### REQUIRED ACTION
Would you please transcribe, exactly as written, the lines of the entries below starting at the one that holds "connection-oriented datagram link." and ending at the one that holds "async fn connect(&self);", both included?

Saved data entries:
::::
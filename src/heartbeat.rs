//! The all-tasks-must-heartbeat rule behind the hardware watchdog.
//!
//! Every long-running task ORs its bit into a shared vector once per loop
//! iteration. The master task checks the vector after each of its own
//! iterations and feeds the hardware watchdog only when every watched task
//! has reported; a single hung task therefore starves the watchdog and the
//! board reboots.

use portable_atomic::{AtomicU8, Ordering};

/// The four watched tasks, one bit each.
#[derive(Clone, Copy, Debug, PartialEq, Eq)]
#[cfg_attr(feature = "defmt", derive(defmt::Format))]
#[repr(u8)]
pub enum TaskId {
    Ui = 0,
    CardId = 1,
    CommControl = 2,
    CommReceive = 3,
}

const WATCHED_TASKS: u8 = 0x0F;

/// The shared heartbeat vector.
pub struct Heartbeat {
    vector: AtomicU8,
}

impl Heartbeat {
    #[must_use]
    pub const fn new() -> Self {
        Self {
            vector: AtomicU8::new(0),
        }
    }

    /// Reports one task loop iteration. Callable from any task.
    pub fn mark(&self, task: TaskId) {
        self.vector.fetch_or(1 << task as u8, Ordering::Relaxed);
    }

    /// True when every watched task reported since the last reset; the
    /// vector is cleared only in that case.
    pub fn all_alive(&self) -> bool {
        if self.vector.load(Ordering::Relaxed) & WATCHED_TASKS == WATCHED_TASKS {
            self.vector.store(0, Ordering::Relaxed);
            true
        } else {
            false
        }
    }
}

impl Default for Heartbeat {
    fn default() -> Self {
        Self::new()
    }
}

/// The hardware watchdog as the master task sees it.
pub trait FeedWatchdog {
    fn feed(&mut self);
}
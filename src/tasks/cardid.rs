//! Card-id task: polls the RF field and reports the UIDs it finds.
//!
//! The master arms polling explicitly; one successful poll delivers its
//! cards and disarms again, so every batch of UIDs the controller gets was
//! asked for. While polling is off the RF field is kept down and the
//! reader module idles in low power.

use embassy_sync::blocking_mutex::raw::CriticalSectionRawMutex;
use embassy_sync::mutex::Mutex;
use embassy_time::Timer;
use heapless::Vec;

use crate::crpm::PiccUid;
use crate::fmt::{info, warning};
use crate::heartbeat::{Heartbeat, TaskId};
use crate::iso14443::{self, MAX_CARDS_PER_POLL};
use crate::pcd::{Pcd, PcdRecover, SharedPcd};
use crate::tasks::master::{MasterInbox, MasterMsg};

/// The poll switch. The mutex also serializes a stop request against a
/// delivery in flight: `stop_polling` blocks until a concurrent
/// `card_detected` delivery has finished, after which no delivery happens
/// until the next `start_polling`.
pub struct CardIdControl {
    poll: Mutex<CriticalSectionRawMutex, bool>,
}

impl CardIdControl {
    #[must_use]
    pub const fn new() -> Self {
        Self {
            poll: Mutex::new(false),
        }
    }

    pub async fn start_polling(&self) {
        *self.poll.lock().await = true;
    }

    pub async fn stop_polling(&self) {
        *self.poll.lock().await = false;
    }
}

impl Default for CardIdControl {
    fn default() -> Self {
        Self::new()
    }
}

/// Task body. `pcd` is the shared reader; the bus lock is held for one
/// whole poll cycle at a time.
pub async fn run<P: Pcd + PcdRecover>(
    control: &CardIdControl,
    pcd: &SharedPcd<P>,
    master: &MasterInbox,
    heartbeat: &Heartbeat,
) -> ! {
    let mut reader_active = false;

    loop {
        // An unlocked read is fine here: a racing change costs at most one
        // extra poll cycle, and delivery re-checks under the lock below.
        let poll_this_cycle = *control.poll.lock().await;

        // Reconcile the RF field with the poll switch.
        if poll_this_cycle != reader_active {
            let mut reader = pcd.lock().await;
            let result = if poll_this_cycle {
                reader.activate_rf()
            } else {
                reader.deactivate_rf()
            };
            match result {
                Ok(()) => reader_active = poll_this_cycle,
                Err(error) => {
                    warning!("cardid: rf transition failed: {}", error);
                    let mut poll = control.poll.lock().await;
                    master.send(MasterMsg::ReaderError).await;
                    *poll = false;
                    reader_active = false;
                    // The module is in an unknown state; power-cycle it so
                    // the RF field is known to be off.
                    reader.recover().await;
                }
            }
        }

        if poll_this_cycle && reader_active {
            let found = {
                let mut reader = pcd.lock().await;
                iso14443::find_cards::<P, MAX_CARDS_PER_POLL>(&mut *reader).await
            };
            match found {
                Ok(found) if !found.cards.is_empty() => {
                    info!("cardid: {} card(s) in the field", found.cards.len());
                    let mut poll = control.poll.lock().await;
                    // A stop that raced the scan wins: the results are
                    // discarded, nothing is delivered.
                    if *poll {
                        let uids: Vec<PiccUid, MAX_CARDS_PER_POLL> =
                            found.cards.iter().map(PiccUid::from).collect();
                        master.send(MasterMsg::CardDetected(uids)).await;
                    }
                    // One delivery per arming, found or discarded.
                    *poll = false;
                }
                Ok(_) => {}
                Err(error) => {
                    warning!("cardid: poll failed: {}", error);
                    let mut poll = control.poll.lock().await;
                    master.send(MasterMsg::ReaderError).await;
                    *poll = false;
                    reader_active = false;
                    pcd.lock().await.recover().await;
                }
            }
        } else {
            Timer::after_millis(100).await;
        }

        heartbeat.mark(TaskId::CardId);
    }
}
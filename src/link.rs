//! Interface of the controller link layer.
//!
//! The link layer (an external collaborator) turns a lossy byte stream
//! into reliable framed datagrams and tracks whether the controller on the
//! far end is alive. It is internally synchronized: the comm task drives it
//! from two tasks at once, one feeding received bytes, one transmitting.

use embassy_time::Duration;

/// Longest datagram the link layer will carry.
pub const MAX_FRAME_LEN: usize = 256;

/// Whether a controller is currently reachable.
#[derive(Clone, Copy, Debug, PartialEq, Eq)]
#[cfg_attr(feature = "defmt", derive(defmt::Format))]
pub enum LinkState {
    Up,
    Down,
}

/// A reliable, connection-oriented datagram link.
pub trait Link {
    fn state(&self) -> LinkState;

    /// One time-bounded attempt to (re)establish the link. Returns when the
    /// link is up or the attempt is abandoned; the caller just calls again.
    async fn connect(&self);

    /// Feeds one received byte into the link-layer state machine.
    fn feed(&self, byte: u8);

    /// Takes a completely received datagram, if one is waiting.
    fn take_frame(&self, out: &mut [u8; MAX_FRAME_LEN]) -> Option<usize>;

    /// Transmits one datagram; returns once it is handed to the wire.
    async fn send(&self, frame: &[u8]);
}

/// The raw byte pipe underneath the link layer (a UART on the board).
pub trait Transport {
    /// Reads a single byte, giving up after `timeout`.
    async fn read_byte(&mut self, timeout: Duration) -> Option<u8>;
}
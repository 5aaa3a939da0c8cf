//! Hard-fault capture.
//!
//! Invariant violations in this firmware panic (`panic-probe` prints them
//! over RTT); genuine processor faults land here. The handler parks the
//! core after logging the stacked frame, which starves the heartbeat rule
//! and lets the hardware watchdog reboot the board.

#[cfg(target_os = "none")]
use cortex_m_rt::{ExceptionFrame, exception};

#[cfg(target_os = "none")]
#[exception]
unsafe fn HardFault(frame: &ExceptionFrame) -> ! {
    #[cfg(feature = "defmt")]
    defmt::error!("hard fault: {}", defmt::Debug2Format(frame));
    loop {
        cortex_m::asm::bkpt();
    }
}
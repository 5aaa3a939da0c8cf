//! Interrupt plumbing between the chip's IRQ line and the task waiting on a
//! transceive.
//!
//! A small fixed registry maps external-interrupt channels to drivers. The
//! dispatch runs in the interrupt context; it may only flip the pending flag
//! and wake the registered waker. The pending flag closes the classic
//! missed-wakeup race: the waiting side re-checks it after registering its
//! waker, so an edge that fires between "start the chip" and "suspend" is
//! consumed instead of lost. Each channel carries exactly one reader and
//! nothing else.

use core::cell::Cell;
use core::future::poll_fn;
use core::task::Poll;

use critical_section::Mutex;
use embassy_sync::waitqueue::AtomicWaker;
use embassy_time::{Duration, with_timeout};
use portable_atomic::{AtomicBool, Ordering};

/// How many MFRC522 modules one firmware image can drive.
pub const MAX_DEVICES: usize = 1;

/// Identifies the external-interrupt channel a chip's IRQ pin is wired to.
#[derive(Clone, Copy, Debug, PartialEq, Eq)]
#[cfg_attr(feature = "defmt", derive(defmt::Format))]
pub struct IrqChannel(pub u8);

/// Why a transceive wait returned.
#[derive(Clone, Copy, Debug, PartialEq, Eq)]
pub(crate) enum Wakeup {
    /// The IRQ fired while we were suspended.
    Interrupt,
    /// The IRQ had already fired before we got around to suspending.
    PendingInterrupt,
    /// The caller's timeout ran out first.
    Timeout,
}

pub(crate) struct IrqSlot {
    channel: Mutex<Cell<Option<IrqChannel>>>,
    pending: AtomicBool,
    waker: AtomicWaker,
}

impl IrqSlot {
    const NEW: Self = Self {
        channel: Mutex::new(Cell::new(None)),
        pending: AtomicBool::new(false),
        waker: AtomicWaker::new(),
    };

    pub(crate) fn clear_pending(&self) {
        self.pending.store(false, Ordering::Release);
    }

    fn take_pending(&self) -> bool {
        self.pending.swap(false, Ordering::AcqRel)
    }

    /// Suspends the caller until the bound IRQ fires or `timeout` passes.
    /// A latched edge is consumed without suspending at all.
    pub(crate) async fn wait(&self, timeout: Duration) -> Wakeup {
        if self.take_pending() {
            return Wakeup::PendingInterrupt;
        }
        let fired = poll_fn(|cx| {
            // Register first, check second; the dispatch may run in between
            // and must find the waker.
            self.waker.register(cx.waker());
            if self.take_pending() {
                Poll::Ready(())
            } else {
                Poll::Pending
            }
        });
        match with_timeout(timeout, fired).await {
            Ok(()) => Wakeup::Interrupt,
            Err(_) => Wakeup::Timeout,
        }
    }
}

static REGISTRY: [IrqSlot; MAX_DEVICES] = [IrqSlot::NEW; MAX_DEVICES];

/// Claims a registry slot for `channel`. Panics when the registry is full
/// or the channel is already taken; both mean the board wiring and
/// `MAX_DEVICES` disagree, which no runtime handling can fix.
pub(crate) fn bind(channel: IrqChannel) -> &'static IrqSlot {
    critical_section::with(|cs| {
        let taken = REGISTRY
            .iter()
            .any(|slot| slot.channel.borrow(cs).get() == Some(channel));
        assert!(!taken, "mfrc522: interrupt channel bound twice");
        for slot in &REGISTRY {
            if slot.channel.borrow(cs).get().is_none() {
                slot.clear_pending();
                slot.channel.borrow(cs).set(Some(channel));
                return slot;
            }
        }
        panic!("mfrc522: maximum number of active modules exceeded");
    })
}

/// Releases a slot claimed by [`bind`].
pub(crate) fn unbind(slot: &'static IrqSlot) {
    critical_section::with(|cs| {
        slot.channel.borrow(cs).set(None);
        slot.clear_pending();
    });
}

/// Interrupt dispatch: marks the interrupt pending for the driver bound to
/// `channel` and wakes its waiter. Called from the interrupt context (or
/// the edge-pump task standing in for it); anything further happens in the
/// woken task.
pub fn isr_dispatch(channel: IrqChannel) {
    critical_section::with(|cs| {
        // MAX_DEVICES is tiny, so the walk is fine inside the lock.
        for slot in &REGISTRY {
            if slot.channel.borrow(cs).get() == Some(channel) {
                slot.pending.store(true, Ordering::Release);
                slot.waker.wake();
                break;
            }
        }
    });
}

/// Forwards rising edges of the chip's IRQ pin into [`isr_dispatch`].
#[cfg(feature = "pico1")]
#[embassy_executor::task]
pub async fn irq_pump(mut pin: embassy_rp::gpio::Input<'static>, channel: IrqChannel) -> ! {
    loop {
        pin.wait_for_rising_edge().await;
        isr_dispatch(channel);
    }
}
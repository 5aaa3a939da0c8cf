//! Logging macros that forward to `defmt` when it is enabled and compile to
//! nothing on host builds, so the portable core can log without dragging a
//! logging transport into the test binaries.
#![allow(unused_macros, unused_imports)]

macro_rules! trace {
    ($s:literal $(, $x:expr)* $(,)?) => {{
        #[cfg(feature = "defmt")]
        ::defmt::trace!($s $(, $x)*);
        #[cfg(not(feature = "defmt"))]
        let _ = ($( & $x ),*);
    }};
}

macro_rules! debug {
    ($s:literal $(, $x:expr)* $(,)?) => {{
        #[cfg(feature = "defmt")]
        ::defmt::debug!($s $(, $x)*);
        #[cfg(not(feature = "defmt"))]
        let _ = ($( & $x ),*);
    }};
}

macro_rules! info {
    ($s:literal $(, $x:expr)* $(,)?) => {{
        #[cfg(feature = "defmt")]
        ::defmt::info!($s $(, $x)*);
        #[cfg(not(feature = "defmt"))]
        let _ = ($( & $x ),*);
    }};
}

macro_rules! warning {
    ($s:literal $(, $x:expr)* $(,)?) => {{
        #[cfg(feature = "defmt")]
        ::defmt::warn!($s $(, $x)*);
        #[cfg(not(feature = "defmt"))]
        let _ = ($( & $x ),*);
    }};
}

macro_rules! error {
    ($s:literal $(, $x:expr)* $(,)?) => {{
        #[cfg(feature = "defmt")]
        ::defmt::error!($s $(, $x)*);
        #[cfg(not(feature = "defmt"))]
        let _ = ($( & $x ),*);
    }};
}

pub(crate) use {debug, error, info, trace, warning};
::::
### PROBLEM SOLUTION
/// A reliable, connection-oriented datagram link.
pub trait Link {
    fn state(&self) -> LinkState;

    /// One time-bounded attempt to (re)establish the link. Returns when the
    /// link is up or the attempt is abandoned; the caller just calls again.
    async fn connect(&self);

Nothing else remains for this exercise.